(Collection entries)
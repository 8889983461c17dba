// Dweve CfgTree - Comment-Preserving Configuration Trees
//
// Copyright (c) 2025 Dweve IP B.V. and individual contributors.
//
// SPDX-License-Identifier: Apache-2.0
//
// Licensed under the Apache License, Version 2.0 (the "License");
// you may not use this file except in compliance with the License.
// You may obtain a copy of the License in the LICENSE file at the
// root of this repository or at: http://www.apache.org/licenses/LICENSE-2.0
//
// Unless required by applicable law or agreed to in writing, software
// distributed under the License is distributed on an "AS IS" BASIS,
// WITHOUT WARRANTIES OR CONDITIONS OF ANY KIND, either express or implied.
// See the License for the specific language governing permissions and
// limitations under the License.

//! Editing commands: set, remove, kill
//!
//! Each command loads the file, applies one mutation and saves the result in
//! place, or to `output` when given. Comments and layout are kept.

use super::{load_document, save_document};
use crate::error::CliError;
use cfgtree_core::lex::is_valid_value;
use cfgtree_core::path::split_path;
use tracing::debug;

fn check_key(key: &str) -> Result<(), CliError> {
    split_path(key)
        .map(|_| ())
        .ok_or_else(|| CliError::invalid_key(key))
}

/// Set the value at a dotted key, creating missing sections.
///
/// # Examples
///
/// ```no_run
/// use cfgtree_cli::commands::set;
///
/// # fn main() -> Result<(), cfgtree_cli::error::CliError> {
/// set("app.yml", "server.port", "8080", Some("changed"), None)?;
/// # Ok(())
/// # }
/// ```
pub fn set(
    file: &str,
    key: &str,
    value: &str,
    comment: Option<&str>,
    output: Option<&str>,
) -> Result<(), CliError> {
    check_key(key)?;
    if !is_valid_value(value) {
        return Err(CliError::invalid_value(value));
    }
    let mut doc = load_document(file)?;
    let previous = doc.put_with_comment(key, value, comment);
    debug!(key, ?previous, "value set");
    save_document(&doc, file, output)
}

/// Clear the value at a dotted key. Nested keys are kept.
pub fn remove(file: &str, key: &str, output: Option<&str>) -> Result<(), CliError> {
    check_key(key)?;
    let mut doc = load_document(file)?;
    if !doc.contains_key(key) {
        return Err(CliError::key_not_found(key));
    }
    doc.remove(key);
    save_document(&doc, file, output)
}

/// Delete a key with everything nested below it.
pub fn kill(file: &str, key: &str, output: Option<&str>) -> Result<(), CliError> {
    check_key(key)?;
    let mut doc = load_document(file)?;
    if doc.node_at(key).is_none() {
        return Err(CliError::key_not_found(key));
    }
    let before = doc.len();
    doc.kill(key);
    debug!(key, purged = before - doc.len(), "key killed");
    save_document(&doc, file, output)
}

## Activity
Write out, please, only the lines from the one with "pub fn remove(file: &str, key: &str, output: Option<&str>)" through the last line above, both included and unchanged.

## Problem solution
pub fn remove(file: &str, key: &str, output: Option<&str>) -> Result<(), CliError> {
    check_key(key)?;
    let mut doc = load_document(file)?;
    if !doc.contains_key(key) {
        return Err(CliError::key_not_found(key));
    }
    doc.remove(key);
    save_document(&doc, file, output)
}

/// Delete a key with everything nested below it.
pub fn kill(file: &str, key: &str, output: Option<&str>) -> Result<(), CliError> {
    check_key(key)?;
    let mut doc = load_document(file)?;
    if doc.node_at(key).is_none() {
        return Err(CliError::key_not_found(key));
    }
    let before = doc.len();
    doc.kill(key);
    debug!(key, purged = before - doc.len(), "key killed");
    save_document(&doc, file, output)
}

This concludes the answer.